Romanian-language edition of Wikipedia

The Romanian Wikipedia (abr. ro.wiki or ro.wp; Wikipedia în limba română) is the Romanian language edition of Wikipedia, the free encyclopedia. Started on 12 July 2003, as of this edition has articles and is the largest Wikipedia edition. In December 2004, users on the Romanian Wikipedia started to talk about founding a local chapter of Wikimedia, Asociația Wikimedia România.

==History==

The first articles in the Romanian Wikipedia were written in July 2003, with the first version of the main page being drafted on 12 July. The user interface, initially in English, started being translated into Romanian by Bogdan Stăncescu (registered with the username Gutza) as soon as he was given sysop rights. The same user subsequently contacted several Romanian universities that were available on the internet, as well as the Romanian Academy, in order to attract new contributors. His efforts were soon remarked by the Romanian media, who invited him on several occasions to introduce the project to the public. By the end of 2003, the Romanian Wikipedia had exceeded 3,000 articles, ranking 16th among all Wikipedias. The 10,000th article was written on 13 December 2004, and the 50,000th on 5 January 2007.
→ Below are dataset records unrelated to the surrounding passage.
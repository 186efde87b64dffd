//! Timelines to glTF animations

use glb_builder::{Valid, json};
use scenepack_shared::{Keyframe, Timeline, TimelineTrack, euler_degrees_to_quat};

use super::{DirectCompiler, normalize_quat};

enum TrackValues {
    Vec3(Vec<[f32; 3]>),
    Quat(Vec<[f32; 4]>),
}

impl DirectCompiler {
    pub(super) fn compile_timeline(&mut self, timeline: &Timeline, path: &str) {
        let mut samplers = Vec::new();
        let mut channels = Vec::new();

        for (t, track) in timeline.tracks.iter().enumerate() {
            let track_path = format!("{}.tracks[{}]", path, t);
            let Some(&target) = self.named_nodes.get(&track.target) else {
                self.warnings.push(
                    track_path,
                    format!("target '{}' not found, track dropped", track.target),
                );
                continue;
            };
            if track.keyframes.is_empty() {
                self.warnings.push(track_path, "track has no keyframes");
                continue;
            }

            let mut keyframes: Vec<&Keyframe> = track.keyframes.iter().collect();
            keyframes.sort_by(|a, b| a.time.total_cmp(&b.time));
            // Key times must strictly increase; the first key at a time wins
            keyframes.dedup_by(|later, earlier| later.time == earlier.time);

            let Some((property, values)) = track_values(track, &keyframes) else {
                self.warnings.push(
                    track_path,
                    format!(
                        "property '{}' with these keyframe values cannot be animated",
                        track.property
                    ),
                );
                continue;
            };
            let interpolation = match track.interpolation.as_deref() {
                None | Some("linear") => json::animation::Interpolation::Linear,
                Some("step") => json::animation::Interpolation::Step,
                Some(other) => {
                    self.warnings.push(
                        &track_path,
                        format!("interpolation '{}' not supported, using linear", other),
                    );
                    json::animation::Interpolation::Linear
                }
            };

            let times: Vec<f32> = keyframes.iter().map(|k| k.time).collect();
            let input = self.buffer.pack_scalars_with_bounds(&times);
            let output = match &values {
                TrackValues::Vec3(values) => self.buffer.pack_keyframes_vec3(values),
                TrackValues::Quat(values) => self.buffer.pack_keyframes_vec4(values),
            };

            let sampler = samplers.len() as u32;
            samplers.push(json::animation::Sampler {
                input: input.as_json_index(),
                interpolation: Valid(interpolation),
                output: output.as_json_index(),
                extensions: Default::default(),
                extras: Default::default(),
            });
            channels.push(json::animation::Channel {
                sampler: json::Index::new(sampler),
                target: json::animation::Target {
                    node: json::Index::new(target),
                    path: Valid(property),
                    extensions: Default::default(),
                    extras: Default::default(),
                },
                extensions: Default::default(),
                extras: Default::default(),
            });
        }

        if channels.is_empty() {
            self.warnings
                .push(path, format!("timeline '{}' has no animatable tracks", timeline.name));
            return;
        }
        if timeline.looping {
            tracing::debug!("timeline '{}': looping is left to the player", timeline.name);
        }

        self.root.animations.push(json::Animation {
            name: Some(timeline.name.clone()),
            channels,
            samplers,
            extensions: Default::default(),
            extras: Default::default(),
        });
    }
}

fn track_values(
    track: &TimelineTrack,
    keyframes: &[&Keyframe],
) -> Option<(json::animation::Property, TrackValues)> {
    use json::animation::Property;

    let vec3s = || -> Option<Vec<[f32; 3]>> {
        keyframes.iter().map(|k| keyframe_vec3(&k.value)).collect()
    };
    match track.property.as_str() {
        "position" | "translation" => Some((Property::Translation, TrackValues::Vec3(vec3s()?))),
        "scale" => Some((Property::Scale, TrackValues::Vec3(vec3s()?))),
        "rotation" => {
            let quats = keyframes
                .iter()
                .map(|k| match k.value.as_slice() {
                    &[x, y, z] => Some(euler_degrees_to_quat([x, y, z])),
                    &[x, y, z, w] => Some(normalize_quat([x, y, z, w])),
                    _ => None,
                })
                .collect::<Option<Vec<_>>>()?;
            Some((Property::Rotation, TrackValues::Quat(quats)))
        }
        _ => None,
    }
}

/// Three components, or one value applied to all axes
fn keyframe_vec3(value: &[f32]) -> Option<[f32; 3]> {
    match *value {
        [v] => Some([v; 3]),
        [x, y, z] => Some([x, y, z]),
        _ => None,
    }
}
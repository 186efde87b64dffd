//! Export statistics

use std::time::Duration;

use glb_builder::json;

/// Counts and sizes reported after an export
#[derive(Debug, Clone, Default, PartialEq)]
pub struct ExportStats {
    pub node_count: usize,
    pub mesh_count: usize,
    pub material_count: usize,
    pub texture_count: usize,
    pub animation_count: usize,
    /// Sum of POSITION accessor counts over every primitive
    pub vertex_count: usize,
    /// Indexed triangle count over every triangle-list primitive
    pub triangle_count: usize,
    pub buffer_bytes: usize,
    pub json_bytes: usize,
    /// Zero when no GLB was produced
    pub glb_bytes: usize,
    pub duration: Duration,
}

impl ExportStats {
    /// Counts taken from a finished document
    pub fn from_document(root: &json::Root) -> Self {
        let mut stats = Self {
            node_count: root.nodes.len(),
            mesh_count: root.meshes.len(),
            material_count: root.materials.len(),
            texture_count: root.textures.len(),
            animation_count: root.animations.len(),
            ..Default::default()
        };

        let accessor_count = |index: json::Index<json::Accessor>| {
            root.accessors
                .get(index.value())
                .map(|a| a.count.0 as usize)
                .unwrap_or(0)
        };

        for primitive in root.meshes.iter().flat_map(|m| &m.primitives) {
            if let Some(&position) = primitive
                .attributes
                .get(&json::validation::Checked::Valid(json::mesh::Semantic::Positions))
            {
                stats.vertex_count += accessor_count(position);
            }
            let triangles = matches!(
                primitive.mode,
                json::validation::Checked::Valid(json::mesh::Mode::Triangles)
            );
            if triangles {
                if let Some(indices) = primitive.indices {
                    stats.triangle_count += accessor_count(indices) / 3;
                }
            }
        }
        stats
    }
}
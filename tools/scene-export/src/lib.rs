//! scene-export library
//!
//! Turns scenes into glTF 2.0 documents. Two paths are available:
//!
//! - [`exporter`] converts an existing [`scenepack_shared::SceneGraph`],
//!   copying its buffer payloads into a single output buffer
//! - [`compile`] builds geometry and materials straight from a
//!   [`scenepack_shared::Composition`], skipping the scene graph
//!
//! Both return a [`GltfExport`] carrying the typed document, the serialized
//! JSON, the binary buffer, an optional GLB container, statistics and any
//! non-fatal warnings.

pub mod compile;
pub mod config;
mod error;
pub mod exporter;
pub mod stats;

pub use compile::{DirectCompileOptions, DirectCompiler, compile_composition};
pub use error::{ExportError, ExportWarning};
pub use exporter::{GltfExport, GltfExportOptions, GltfExporter, export_gltf};
pub use stats::ExportStats;
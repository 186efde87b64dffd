//! Resource table chunk payloads
//!
//! Every table starts with a u32 entry count. Ids and other short repeated
//! text go through the string table; URIs are written inline since data
//! URIs can be arbitrarily large.

use std::collections::BTreeMap;

use scenepack_shared::{
    Accessor, Animation, AnimationChannel, AnimationSampler, Bounds, Buffer, BufferView,
    ComponentType, MagFilter, Material, Mesh, MinFilter, Primitive, SceneGraph, Skin, SkinJoint,
    Texture, TextureRef, TextureSource, WrapMode,
};

use super::tags::{read_opt_tag, read_tag, write_opt_tag, write_tag};
use super::{read_opt_u32, write_opt_u32};
use crate::bytes::{ByteReader, ByteWriter};
use crate::error::{FormatError, Result};
use crate::string_table::StringTable;

const SOURCE_URI: u8 = 0;
const SOURCE_DATA_URI: u8 = 1;
const SOURCE_BUFFER_VIEW: u8 = 2;

fn invalid_code(what: &'static str, value: u32) -> FormatError {
    FormatError::InvalidTag { what, value }
}

fn read_count(r: &mut ByteReader<'_>) -> Result<usize> {
    Ok(r.read_u32()? as usize)
}

// ============================================================================
// Materials
// ============================================================================

fn write_texture_ref(
    w: &mut ByteWriter,
    strings: &mut StringTable,
    tex: Option<&TextureRef>,
) -> Result<()> {
    match tex {
        Some(tex) => {
            w.write_bool(true);
            w.write_string_ref(strings, &tex.texture_id)?;
            w.write_u32(tex.tex_coord);
        }
        None => w.write_bool(false),
    }
    Ok(())
}

fn read_texture_ref(r: &mut ByteReader<'_>, strings: &StringTable) -> Result<Option<TextureRef>> {
    if !r.read_bool()? {
        return Ok(None);
    }
    Ok(Some(TextureRef {
        texture_id: r.read_string_ref(strings)?,
        tex_coord: r.read_u32()?,
    }))
}

pub fn write_materials(
    w: &mut ByteWriter,
    strings: &mut StringTable,
    materials: &[Material],
) -> Result<()> {
    w.write_u32(materials.len() as u32);
    for m in materials {
        w.write_string_ref(strings, &m.id)?;
        w.write_string_ref(strings, &m.name)?;
        write_tag(w, m.kind);
        w.write_quat(m.base_color);
        w.write_f32(m.metallic);
        w.write_f32(m.roughness);
        write_texture_ref(w, strings, m.base_color_texture.as_ref())?;
        write_texture_ref(w, strings, m.metallic_roughness_texture.as_ref())?;
        write_texture_ref(w, strings, m.normal_texture.as_ref())?;
        write_texture_ref(w, strings, m.occlusion_texture.as_ref())?;
        write_texture_ref(w, strings, m.emissive_texture.as_ref())?;
        w.write_vec3(m.emissive);
        write_tag(w, m.alpha_mode);
        w.write_f32(m.alpha_cutoff);
        w.write_bool(m.double_sided);
    }
    Ok(())
}

pub fn read_materials(r: &mut ByteReader<'_>, strings: &StringTable) -> Result<Vec<Material>> {
    let count = read_count(r)?;
    let mut materials = Vec::with_capacity(count.min(1024));
    for _ in 0..count {
        materials.push(Material {
            id: r.read_string_ref(strings)?,
            name: r.read_string_ref(strings)?,
            kind: read_tag(r)?,
            base_color: r.read_quat()?,
            metallic: r.read_f32()?,
            roughness: r.read_f32()?,
            base_color_texture: read_texture_ref(r, strings)?,
            metallic_roughness_texture: read_texture_ref(r, strings)?,
            normal_texture: read_texture_ref(r, strings)?,
            occlusion_texture: read_texture_ref(r, strings)?,
            emissive_texture: read_texture_ref(r, strings)?,
            emissive: r.read_vec3()?,
            alpha_mode: read_tag(r)?,
            alpha_cutoff: r.read_f32()?,
            double_sided: r.read_bool()?,
        });
    }
    Ok(materials)
}

// ============================================================================
// Textures
// ============================================================================

pub fn write_textures(
    w: &mut ByteWriter,
    strings: &mut StringTable,
    textures: &[Texture],
) -> Result<()> {
    w.write_u32(textures.len() as u32);
    for t in textures {
        w.write_string_ref(strings, &t.id)?;
        w.write_string_ref(strings, &t.name)?;
        match &t.source {
            TextureSource::Uri { uri } => {
                w.write_u8(SOURCE_URI);
                w.write_string(uri);
            }
            TextureSource::DataUri { uri } => {
                w.write_u8(SOURCE_DATA_URI);
                w.write_string(uri);
            }
            TextureSource::BufferView {
                buffer_view,
                mime_type,
            } => {
                w.write_u8(SOURCE_BUFFER_VIEW);
                w.write_u32(*buffer_view);
                w.write_string_ref(strings, mime_type)?;
            }
        }
        w.write_u32(t.width);
        w.write_u32(t.height);
        w.write_u32(t.min_filter.gl_code());
        w.write_u32(t.mag_filter.gl_code());
        w.write_u32(t.wrap_s.gl_code());
        w.write_u32(t.wrap_t.gl_code());
    }
    Ok(())
}

fn read_wrap(r: &mut ByteReader<'_>) -> Result<WrapMode> {
    let code = r.read_u32()?;
    WrapMode::from_gl_code(code).ok_or(invalid_code("wrap mode", code))
}
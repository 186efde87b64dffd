//! Mesh generation
//!
//! Generators are written against the [`MeshBuilder`] / [`MeshBuilderUV`]
//! traits so other vertex sinks can reuse them; [`GeneratedMesh`] is the
//! flat-array sink the exporters consume.

mod primitives;

use glam::Vec3;
use tracing::warn;

pub use primitives::{
    generate_box, generate_cone, generate_cylinder, generate_plane, generate_sphere,
};

/// Longitude segments used by [`generate_primitive`] for round shapes
pub const DEFAULT_SEGMENTS: u32 = 24;
/// Latitude rings used by [`generate_primitive`] for spheres
pub const DEFAULT_RINGS: u32 = 16;

/// Smallest extent a generator accepts along any axis
pub const MIN_EXTENT: f32 = 0.001;

/// Trait for mesh construction - enables generic geometry generation
pub trait MeshBuilder: Default {
    /// Add a vertex with position and normal, returning its index
    fn add_vertex(&mut self, position: Vec3, normal: Vec3) -> u16;

    /// Add a triangle using three vertex indices
    fn add_triangle(&mut self, i0: u16, i1: u16, i2: u16);
}

/// Trait extension for UV-mapped meshes
pub trait MeshBuilderUV: MeshBuilder {
    /// Add a vertex with position, UV coordinates, and normal, returning its index
    fn add_vertex_uv(&mut self, position: Vec3, uv: (f32, f32), normal: Vec3) -> u16;
}

/// Generated geometry as flat arrays
///
/// `positions` and `normals` hold 3 floats per vertex, `uvs` holds 2.
#[derive(Clone, Debug, Default, PartialEq)]
pub struct GeneratedMesh {
    pub positions: Vec<f32>,
    pub normals: Vec<f32>,
    pub uvs: Vec<f32>,
    pub indices: Vec<u16>,
}

impl GeneratedMesh {
    pub fn vertex_count(&self) -> usize {
        self.positions.len() / 3
    }

    pub fn triangle_count(&self) -> usize {
        self.indices.len() / 3
    }

    /// Axis-aligned bounds of the positions, `None` when empty
    pub fn bounds(&self) -> Option<([f32; 3], [f32; 3])> {
        let mut points = self.positions.chunks_exact(3);
        let first = points.next()?;
        let mut min = [first[0], first[1], first[2]];
        let mut max = min;
        for p in points {
            for i in 0..3 {
                min[i] = min[i].min(p[i]);
                max[i] = max[i].max(p[i]);
            }
        }
        Some((min, max))
    }
}

impl MeshBuilder for GeneratedMesh {
    fn add_vertex(&mut self, position: Vec3, normal: Vec3) -> u16 {
        self.add_vertex_uv(position, (0.0, 0.0), normal)
    }

    fn add_triangle(&mut self, i0: u16, i1: u16, i2: u16) {
        self.indices.extend_from_slice(&[i0, i1, i2]);
    }
}

impl MeshBuilderUV for GeneratedMesh {
    fn add_vertex_uv(&mut self, position: Vec3, uv: (f32, f32), normal: Vec3) -> u16 {
        let index = self.vertex_count() as u16;
        self.positions.extend_from_slice(&position.to_array());
        self.normals.extend_from_slice(&normal.to_array());
        self.uvs.extend_from_slice(&[uv.0, uv.1]);
        index
    }
}

/// Geometry names understood by the direct compiler
#[derive(Clone, Copy, Debug, PartialEq, Eq, Hash)]
pub enum PrimitiveKind {
    Box,
    Sphere,
    Cylinder,
    Cone,
    Plane,
}

impl PrimitiveKind {
    /// Parse a geometry name (`cube` is an alias for `box`)
    pub fn parse(name: &str) -> Option<Self> {
        match name.trim().to_ascii_lowercase().as_str() {
            "box" | "cube" => Some(Self::Box),
            "sphere" => Some(Self::Sphere),
            "cylinder" => Some(Self::Cylinder),
            "cone" => Some(Self::Cone),
            "plane" => Some(Self::Plane),
            _ => None,
        }
    }

    pub fn as_str(&self) -> &'static str {
        match self {
            Self::Box => "box",
            Self::Sphere => "sphere",
            Self::Cylinder => "cylinder",
            Self::Cone => "cone",
            Self::Plane => "plane",
        }
    }
}

/// Generate a unit-sized primitive stretched by `scale`
pub fn generate_primitive(kind: PrimitiveKind, scale: [f32; 3]) -> GeneratedMesh {
    match kind {
        PrimitiveKind::Box => generate_box(scale),
        PrimitiveKind::Sphere => generate_sphere(scale, DEFAULT_SEGMENTS, DEFAULT_RINGS),
        PrimitiveKind::Cylinder => generate_cylinder(scale, 0.5, 0.5, DEFAULT_SEGMENTS),
        PrimitiveKind::Cone => generate_cone(scale, DEFAULT_SEGMENTS),
        PrimitiveKind::Plane => generate_plane(scale),
    }
}

/// Replace non-positive (or NaN) scale components with [`MIN_EXTENT`]
pub(crate) fn clamp_scale(generator: &str, scale: [f32; 3]) -> Vec3 {
    let mut clamped = scale;
    for (axis, value) in ["x", "y", "z"].iter().zip(clamped.iter_mut()) {
        if value.is_nan() || *value <= 0.0 {
            warn!(
                "{}: scale.{} must be > 0.0, clamping to {}",
                generator, axis, MIN_EXTENT
            );
            *value = MIN_EXTENT;
        }
    }
    Vec3::from_array(clamped)
}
In April 2004, the Romanian Wikipedia supported the launch of the Aromanian Wikipedia (see Aromanian language).

In June 2004, the Romanian Wikipedia encountered problems concerning its division and the creation of a separate Moldovan Wikipedia (see Moldovan language). A Moldovan-language version of Wikipedia was brought into existence because it was created automatically together with a larger number of other Wikipedias, as the language had been assigned separate ISO 639 codes (mo/mol—which were deprecated in November 2008 by the ISO authorities). At its beginnings, it worked as a portal redirecting to the Romanian Wikipedia, but in March 2005, it eventually began allowing content (although only intended for Cyrillic Moldovan/Romanian as it was used before 1989 in the Moldavian SSR and remains in use only in the breakaway state of Transnistria), starting big editing wars and endless discussion. Between December 2006 up to its deletion in November 2017, it was frozen and editing was no longer permitted. This question was raised from time to time, although users on Wikipedia voted on its closure and its deletion.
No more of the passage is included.